Anyhow, Alicia Keys shows up, but for some reason it’s not even that bad, until, “Bravehearts!” keeps getting shouted out by Nas, when this clinging posse (Nas’ D12) have already proven to be the worst part of every Nas album – in this case, “Zone Out.”
Regardless, the album has more solid tracks than forgettable ones, but, with all due respect to the memory of Ann Jones, getting some guy Nas wouldn’t even list in the liner notes to croon “one more dance witchu momma” is definitely not the best strategy to make a memorable one. The lack of a verse by Eminem on the track that he produced, “The Cross”, is ridiculous; it’s designed for his flow, period. “Thugz Mansion” is priceless, 2Pac and Nas lay down something that would’ve been good seven years ago and turn it into something amazing today.

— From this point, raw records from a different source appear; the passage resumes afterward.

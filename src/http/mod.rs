//! HTTP/1.1 message engine
//!
//! This module parses HTTP/1.x requests and responses from a byte stream and
//! serializes them back to the wire. It covers body framing (Content-Length,
//! chunked transfer-coding, close-delimited), header canonicalization, the
//! Cookie/Set-Cookie grammar, url-encoded and multipart forms, and a small
//! threaded server with a pattern router.
//!
//! # Architecture
//!
//! The I/O layer uses a session operations abstraction so the codecs never
//! touch sockets directly:
//!
//! - `SessionOps` trait defines operations (poll, read, write, close)
//! - `HttpSession` adds read/write deadlines and implements `io::Read`/`io::Write`
//! - Requests and responses are parsed from any `BufRead` and written to any `Write`
//!
//! # Examples
//!
//! ```no_run
//! use httpwire::http::{HttpClient, Request, Method};
//! use httpwire::http::session::FdSessionOps;
//! use std::net::TcpStream;
//!
//! let stream = TcpStream::connect("127.0.0.1:8080").unwrap();
//! let mut client = HttpClient::new(FdSessionOps::new(stream)).unwrap();
//!
//! let mut request = Request::builder()
//!     .method(Method::Get)
//!     .uri("http://localhost/")
//!     .build()
//!     .unwrap();
//! let response = client.round_trip(&mut request).unwrap();
//! assert_eq!(response.status().code(), 200);
//! ```

pub mod body;
pub mod chunked;
pub mod client;
pub mod cookie;
pub mod form;
pub mod headers;
pub mod message;
pub mod multipart;
pub mod parser;
pub mod request;
pub mod response;
pub mod router;
pub mod server;
pub mod session;
pub mod url;

pub use body::{Body, BodyLength, MaxBytesReader};
pub use client::HttpClient;
pub use cookie::{Cookie, SameSite};
pub use form::Values;
pub use headers::Headers;
pub use message::{Method, Status, Version};
pub use multipart::{FileHeader, MultipartForm};
pub use request::{Request, RequestBuilder};
pub use response::{Response, ResponseBuilder, ResponseWriter};
pub use router::{default_router, Router};
pub use server::{handler_fn, Handler, HandlerFunc, HttpServer, ServerConfig, ServerConn};
pub use session::{HttpSession, SessionOps};
pub use url::Url;

use std::io;

/// Result type for HTTP operations
pub type Result<T> = std::result::Result<T, Error>;

/// HTTP operation errors
#[derive(Debug, thiserror::Error)]
pub enum Error {
    #[error("I/O error: {0}")]
    Io(#[source] io::Error),

    #[error("malformed request line: {0:?}")]
    MalformedRequestLine(String),

    #[error("malformed status line: {0:?}")]
    MalformedStatusLine(String),

    #[error("malformed header line: {0}")]
    InvalidHeader(String),

    #[error("invalid HTTP version: {0:?}")]
    InvalidVersion(String),

    #[error("invalid HTTP method: {0:?}")]
    InvalidMethod(String),

    #[error("invalid HTTP status: {0}")]
    InvalidStatus(String),

    #[error("invalid URL: {0}")]
    InvalidUrl(String),

    #[error("invalid Host header: {0:?}")]
    InvalidHost(String),

    #[error("invalid Content-Length: {0:?}")]
    InvalidContentLength(String),

    #[error("invalid chunk size: {0:?}")]
    InvalidChunkSize(String),

    #[error("unsupported transfer encoding: {0:?}")]
    UnsupportedTransferEncoding(String),

    #[error("unexpected EOF")]
    UnexpectedEof,

    #[error("Content-Length mismatch: declared {declared}, body has {actual}")]
    ContentLengthMismatch { declared: u64, actual: u64 },

    #[error("request body too large")]
    BodyTooLarge,

    #[error("header block too large")]
    HeaderTooLarge,

    #[error("body not allowed for status {0}")]
    BodyNotAllowed(u16),

    #[error("invalid cookie: {0}")]
    InvalidCookie(String),

    #[error("request Content-Type isn't multipart/form-data")]
    NotMultipart,

    #[error("multipart: {0}")]
    Multipart(String),

    #[error("invalid route pattern: {0:?}")]
    InvalidPattern(String),

    #[error("multiple registrations for {0:?}")]
    DuplicatePattern(String),

    #[error("timeout")]
    Timeout,

    #[error("connection closed")]
    ConnectionClosed,

    #[error("protocol error: {0}")]
    Protocol(String),
}

/// Coarse classification used by the connection handler to decide how a
/// failure affects the connection.
#[derive(Debug, Clone, Copy, PartialEq, Eq)]
pub enum ErrorKind {
    /// A start line or header line does not match the grammar.
    MalformedLine,
    /// Framing violation: bad chunk size, premature EOF, length mismatch.
    Protocol,
    /// A configured size cap was exceeded.
    LimitExceeded,
    /// A value was rejected (Host bytes, cookie attributes, patterns).
    Validation,
    /// A read or write deadline expired.
    Timeout,
    /// Transport failure.
    Io,
}

impl Error {
    pub fn kind(&self) -> ErrorKind {
        match self {
            Error::MalformedRequestLine(_)
            | Error::MalformedStatusLine(_)
            | Error::InvalidHeader(_)
            | Error::InvalidVersion(_)
            | Error::InvalidMethod(_)
            | Error::InvalidStatus(_) => ErrorKind::MalformedLine,
            Error::InvalidContentLength(_)
            | Error::InvalidChunkSize(_)
            | Error::UnsupportedTransferEncoding(_)
            | Error::UnexpectedEof
            | Error::ContentLengthMismatch { .. }
            | Error::BodyNotAllowed(_)
            | Error::Multipart(_)
            | Error::NotMultipart
            | Error::Protocol(_) => ErrorKind::Protocol,
            Error::BodyTooLarge | Error::HeaderTooLarge => ErrorKind::LimitExceeded,
            Error::InvalidUrl(_)
            | Error::InvalidHost(_)
            | Error::InvalidCookie(_)
            | Error::InvalidPattern(_)
            | Error::DuplicatePattern(_) => ErrorKind::Validation,
            Error::Timeout => ErrorKind::Timeout,
            Error::Io(_) | Error::ConnectionClosed => ErrorKind::Io,
        }
    }

    /// Wrap this error so it can travel through `io::Read`/`io::Write`.
    pub(crate) fn into_io(self) -> io::Error {
        match self {
            Error::Io(e) => e,
            Error::UnexpectedEof => io::Error::new(io::ErrorKind::UnexpectedEof, Error::UnexpectedEof),
            Error::Timeout => io::Error::new(io::ErrorKind::TimedOut, Error::Timeout),
            other => io::Error::other(other),
        }
    }
}

impl From<io::Error> for Error {
    fn from(err: io::Error) -> Self {
        if err.get_ref().map_or(false, |inner| inner.is::<Error>()) {
            let kind = err.kind();
            if let Some(inner) = err.into_inner() {
                if let Ok(inner) = inner.downcast::<Error>() {
                    return *inner;
                }
            }
            return Error::Io(io::Error::from(kind));
        }
        match err.kind() {
            io::ErrorKind::TimedOut | io::ErrorKind::WouldBlock => Error::Timeout,
            io::ErrorKind::UnexpectedEof => Error::UnexpectedEof,
            _ => Error::Io(err),
        }
    }
}

/// Maximum size of a request or response header block
pub const DEFAULT_MAX_HEADER_BYTES: usize = 1 << 20;

/// Default memory budget for `Request::parse_multipart_form`
pub const DEFAULT_MAX_MEMORY: u64 = 32 << 20;

/// Upper bound on an application/x-www-form-urlencoded body
pub const MAX_FORM_SIZE: u64 = 10 << 20;

/// How much of an unread request body the server discards before giving up
/// on the connection.
pub const MAX_DRAIN_BYTES: u64 = 256 << 10;

/// Default HTTP port
pub const DEFAULT_HTTP_PORT: u16 = 80;

/// User-Agent sent when the request does not carry one
pub const DEFAULT_USER_AGENT: &str = concat!("httpwire/", env!("CARGO_PKG_VERSION"));

/// Date layout used by Date, Expires and Set-Cookie (RFC 1123, always GMT)
pub const TIME_FORMAT: &str = "%a, %d %b %Y %H:%M:%S GMT";

/// CRLF line ending
pub const CRLF: &str = "\r\n";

The last point, which makes “Last Real Nigga Alive” the fakest track out there, is that the bars “Jesus Christ/ He’s just nice/He just slice like a Ginsu” were already spat by Animal (he even drops his name twice in the song) on AZ’s “Hustler” – how “official” is that? I only saw N. Jones and Ron Brownz on the credits for that shit, no Animal as a ghostwriter in there. The album as a whole is good, not great. There are stellar cuts on it, sure, but that doesn’t make a great album. People need to learn that before it’s too late to make a great album anymore.
– Sven Barth
The Rogers Sisters
I know what you’re thinking, “Great, another rock band made of starving artists from Brooklyn, I’ll go put this on the shelf between my LIARS and The Rapture records that I’ve gotten bored with.” But I say, “Hold your horses, mister.”
Sure, this record has the quirky Brooklyn art school charm you’ve grown used to (ex. the track listing on the back of the CD consists of lines from the songs instead of the titles), but there is really something here.

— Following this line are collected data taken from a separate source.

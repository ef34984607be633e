//! httpwire - HTTP/1.1 message engine
//!
//! This crate parses and serializes HTTP/1.x requests and responses over a
//! blocking byte-stream connection, and provides a small threaded server,
//! a pattern router and a single-connection client on top.

pub mod http;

This record is to The Rapture what Devo was to the Fabulous Poodles (Who are the Fabulous Poodles? Exactly.) The vocals are shout-y and out of tune (think Le Tigre circa 1999), and the music ranges from dance punk to dance punk (brings to mind “Are We Not Men?” or The Peechees (not Peaches).

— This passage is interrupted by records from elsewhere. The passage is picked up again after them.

//! Cookie and Set-Cookie handling
//!
//! Parsing follows RFC 6265 with the usual browser leniency: attributes are
//! matched case-insensitively and anything not understood is kept in
//! [`Cookie::unparsed`]. Serialization sanitizes values instead of failing,
//! logging what was dropped.

use super::headers::is_token;
use super::{Error, Headers, Result, TIME_FORMAT};
use chrono::{DateTime, Datelike, NaiveDateTime, TimeZone, Utc};
use log::warn;
use std::fmt;
use std::net::IpAddr;

/// The SameSite attribute
#[derive(Debug, Clone, Copy, PartialEq, Eq, Default)]
pub enum SameSite {
    /// Attribute absent or not recognized
    #[default]
    Default,
    Lax,
    Strict,
    None,
}

/// An HTTP cookie, as sent in a Set-Cookie header or one `name=value` pair
/// of a Cookie header.
#[derive(Debug, Clone, PartialEq, Eq, Default)]
pub struct Cookie {
    pub name: String,
    pub value: String,
    /// The value was (or should be) sent wrapped in double quotes
    pub quoted: bool,

    pub path: String,
    pub domain: String,
    pub expires: Option<DateTime<Utc>>,
    /// Expires as received, also when it could not be parsed
    pub raw_expires: String,

    /// 0 means no Max-Age attribute, a negative value means "delete now"
    /// (`Max-Age=0` on the wire), a positive value is seconds.
    pub max_age: i64,
    pub secure: bool,
    pub http_only: bool,
    pub same_site: SameSite,

    /// The full Set-Cookie line this cookie was parsed from
    pub raw: String,
    /// Attribute-value pairs that were not understood
    pub unparsed: Vec<String>,
}

impl Cookie {
    pub fn new(name: impl Into<String>, value: impl Into<String>) -> Self {
        Cookie {
            name: name.into(),
            value: value.into(),
            ..Cookie::default()
        }
    }

    /// Parse one Set-Cookie header value. Returns `None` when the leading
    /// `name=value` pair is unusable.
    pub fn parse_set_cookie(line: &str) -> Option<Cookie> {
        let mut parts = line.trim().split(';');
        let first = parts.next()?.trim();
        let (name, value) = first.split_once('=')?;
        let name = name.trim();
        if !is_token(name) {
            return None;
        }
        let (value, quoted) = parse_cookie_value(value, true)?;

        let mut cookie = Cookie {
            name: name.to_string(),
            value: value.to_string(),
            quoted,
            raw: line.to_string(),
            ..Cookie::default()
        };

        for part in parts {
            let part = part.trim();
            if part.is_empty() {
                continue;
            }
            if !cookie.apply_attribute(part) {
                cookie.unparsed.push(part.to_string());
            }
        }
        Some(cookie)
    }

    /// Returns false when the attribute goes to `unparsed`.
    fn apply_attribute(&mut self, part: &str) -> bool {
        let (attr, val) = part.split_once('=').unwrap_or((part, ""));
        if !attr.is_ascii() {
            return true;
        }
        let Some((val, _)) = parse_cookie_value(val, false) else {
            return false;
        };
        match attr.to_ascii_lowercase().as_str() {
            "samesite" => {
                self.same_site = match val.to_ascii_lowercase().as_str() {
                    "lax" => SameSite::Lax,
                    "strict" => SameSite::Strict,
                    "none" => SameSite::None,
                    _ => SameSite::Default,
                };
                true
            }
            "secure" => {
                self.secure = true;
                true
            }
            "httponly" => {
                self.http_only = true;
                true
            }
            "domain" => {
                self.domain = val.to_string();
                true
            }
            "max-age" => match val.parse::<i64>() {
                Ok(secs) if secs == 0 || !val.starts_with('0') => {
                    self.max_age = if secs <= 0 { -1 } else { secs };
                    true
                }
                _ => false,
            },
            "expires" => {
                self.raw_expires = val.to_string();
                let parsed = parse_cookie_time(val);
                self.expires = parsed.filter(valid_cookie_expires);
                parsed.is_some()
            }
            "path" => {
                self.path = val.to_string();
                true
            }
            _ => false,
        }
    }

    /// Check the cookie for attributes that cannot be serialized faithfully.
    pub fn valid(&self) -> Result<()> {
        if !is_token(&self.name) {
            return Err(Error::InvalidCookie(format!("invalid cookie name {:?}", self.name)));
        }
        if let Some(expires) = self.expires {
            if !valid_cookie_expires(&expires) {
                return Err(Error::InvalidCookie("invalid cookie expiry".to_string()));
            }
        }
        if let Some(b) = self.value.bytes().find(|b| !valid_cookie_value_byte(*b)) {
            return Err(Error::InvalidCookie(format!(
                "invalid byte {:?} in cookie value",
                b as char
            )));
        }
        if let Some(b) = self.path.bytes().find(|b| !valid_cookie_path_byte(*b)) {
            return Err(Error::InvalidCookie(format!(
                "invalid byte {:?} in cookie path",
                b as char
            )));
        }
        if !self.domain.is_empty() && !valid_cookie_domain(&self.domain) {
            return Err(Error::InvalidCookie(format!("invalid cookie domain {:?}", self.domain)));
        }
        Ok(())
    }

    /// `name=value` as sent in a request Cookie header
    pub(crate) fn request_pair(&self) -> String {
        let name = self.name.replace(['\r', '\n'], "-");
        format!("{}={}", name, sanitize_cookie_value(&self.value, self.quoted))
    }
}

/// Serialized for a Set-Cookie header. A cookie with an invalid name
/// serializes to the empty string.
impl fmt::Display for Cookie {
    fn fmt(&self, f: &mut fmt::Formatter<'_>) -> fmt::Result {
        if !is_token(&self.name) {
            return Ok(());
        }
        write!(f, "{}={}", self.name, sanitize_cookie_value(&self.value, self.quoted))?;
        if !self.path.is_empty() {
            write!(f, "; Path={}", sanitize_or_warn("Cookie.Path", valid_cookie_path_byte, &self.path))?;
        }
        if !self.domain.is_empty() {
            if valid_cookie_domain(&self.domain) {
                let domain = self.domain.strip_prefix('.').unwrap_or(&self.domain);
                write!(f, "; Domain={}", domain)?;
            } else {
                warn!("invalid Cookie.Domain {:?}; dropping domain attribute", self.domain);
            }
        }
        if let Some(expires) = self.expires {
            if valid_cookie_expires(&expires) {
                write!(f, "; Expires={}", expires.format(TIME_FORMAT))?;
            }
        }
        if self.max_age > 0 {
            write!(f, "; Max-Age={}", self.max_age)?;
        } else if self.max_age < 0 {
            write!(f, "; Max-Age=0")?;
        }
        match self.same_site {
            SameSite::Default => {}
            SameSite::Lax => write!(f, "; SameSite=Lax")?,
            SameSite::Strict => write!(f, "; SameSite=Strict")?,
            SameSite::None => write!(f, "; SameSite=None")?,
        }
        if self.secure {
            write!(f, "; Secure")?;
        }
        if self.http_only {
            write!(f, "; HttpOnly")?;
        }
        Ok(())
    }
}

/// Every cookie from the Set-Cookie headers of a response
pub fn read_set_cookies(headers: &Headers) -> Vec<Cookie> {
    headers
        .values("Set-Cookie")
        .iter()
        .filter_map(|line| Cookie::parse_set_cookie(line))
        .collect()
}

/// Cookies from the Cookie headers of a request, optionally only those
/// named `filter`.
pub fn read_cookies(headers: &Headers, filter: Option<&str>) -> Vec<Cookie> {
    headers
        .values("Cookie")
        .iter()
        .flat_map(|line| parse_cookie_header(line, filter))
        .collect()
}

/// Parse a Cookie header value: `name1=value1; name2=value2`
pub fn parse_cookie_header(line: &str, filter: Option<&str>) -> Vec<Cookie> {
    let mut cookies = Vec::new();
    for part in line.trim().split(';') {
        let part = part.trim();
        if part.is_empty() {
            continue;
        }
        let (name, value) = part.split_once('=').unwrap_or((part, ""));
        let name = name.trim();
        if !is_token(name) {
            continue;
        }
        if filter.is_some_and(|f| f != name) {
            continue;
        }
        let Some((value, quoted)) = parse_cookie_value(value, true) else {
            continue;
        };
        cookies.push(Cookie {
            name: name.to_string(),
            value: value.to_string(),
            quoted,
            ..Cookie::default()
        });
    }
    cookies
}

fn parse_cookie_value(raw: &str, allow_double_quote: bool) -> Option<(&str, bool)> {
    let mut raw = raw;
    let mut quoted = false;
    if allow_double_quote && raw.len() > 1 && raw.starts_with('"') && raw.ends_with('"') {
        raw = &raw[1..raw.len() - 1];
        quoted = true;
    }
    if raw.bytes().all(valid_cookie_value_byte) {
        Some((raw, quoted))
    } else {
        None
    }
}

/// `Wed, 23-Nov-2011 01:05:03 GMT` and the RFC 1123 form. The weekday is
/// checked for syntax only; any alphabetic zone is read as UTC.
fn parse_cookie_time(value: &str) -> Option<DateTime<Utc>> {
    let (weekday, rest) = value.split_once(", ")?;
    if weekday.is_empty() || !weekday.bytes().all(|b| b.is_ascii_alphabetic()) {
        return None;
    }
    let (stamp, zone) = rest.rsplit_once(' ')?;
    if zone.is_empty() || !zone.bytes().all(|b| b.is_ascii_alphabetic()) {
        return None;
    }
    ["%d %b %Y %H:%M:%S", "%d-%b-%Y %H:%M:%S"]
        .iter()
        .find_map(|layout| NaiveDateTime::parse_from_str(stamp, layout).ok())
        .map(|t| Utc.from_utc_datetime(&t))
}

fn valid_cookie_expires(t: &DateTime<Utc>) -> bool {
    // IETF RFC 6265 Section 5.1.1.5, the year must not be less than 1601
    t.year() >= 1601
}

fn valid_cookie_value_byte(b: u8) -> bool {
    (0x20..0x7f).contains(&b) && b != b'"' && b != b';' && b != b'\\'
}

fn valid_cookie_path_byte(b: u8) -> bool {
    (0x20..0x7f).contains(&b) && b != b';'
}

fn sanitize_cookie_value(value: &str, quoted: bool) -> String {
    let value = sanitize_or_warn("Cookie.Value", valid_cookie_value_byte, value);
    if value.is_empty() {
        return value;
    }
    if quoted || value.contains([' ', ',']) {
        return format!("\"{}\"", value);
    }
    value
}

fn sanitize_or_warn(field: &str, valid: fn(u8) -> bool, value: &str) -> String {
    if value.bytes().all(valid) {
        return value.to_string();
    }
    let mut out = String::with_capacity(value.len());
    for b in value.bytes() {
        if valid(b) {
            out.push(b as char);
        } else {
            warn!("invalid byte {:?} in {}; dropping invalid bytes", b as char, field);
        }
    }
    out
}

/// A domain attribute is either a host name (optionally with a leading dot)
/// or an IP address without a port.
fn valid_cookie_domain(domain: &str) -> bool {
    if is_cookie_domain_name(domain) {
        return true;
    }
    domain.parse::<IpAddr>().is_ok() && !domain.contains(':')
}

fn is_cookie_domain_name(s: &str) -> bool {
    if s.is_empty() || s.len() > 255 {
        return false;
    }
    let s = s.strip_prefix('.').unwrap_or(s);
    let mut last = b'.';
    let mut ok = false;
    let mut part_len = 0;
    for c in s.bytes() {
        match c {
            b'a'..=b'z' | b'A'..=b'Z' => {
                ok = true;
                part_len += 1;
            }
            b'0'..=b'9' => part_len += 1,
            b'-' => {
                if last == b'.' {
                    return false;
                }
                part_len += 1;
            }
            b'.' => {
                if last == b'.' || last == b'-' {
                    return false;
                }
                if part_len > 63 || part_len == 0 {
                    return false;
                }
                part_len = 0;
            }
            _ => return false,
        }
        last = c;
    }
    if last == b'-' || part_len > 63 {
        return false;
    }
    ok
}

Standout tracks include “The Money Life”, an ode to the joys of extravagant living, and the most obvious homage stylistically to Mark Mothersbaugh, “Now They Know (XOXO),” a track reminiscent of Gang of Four (even replete with the random chanting of “X O X O”), and “I Dig a Hole”(God, this record drips of Devo influences).
I expect “Calculator” (originally released as a 7″ in anticipation of this record) to become the new indie dance hit, although I would not be surprised to see this end up overlooked not much unlike the recent LIARS and My Morning Jacket tracks that deserved to be ass shakers but never got the chance. And, unlike some other rock combos, the implied family status is factual; not to mention, these chicks are way hot, Brooklyn here I come.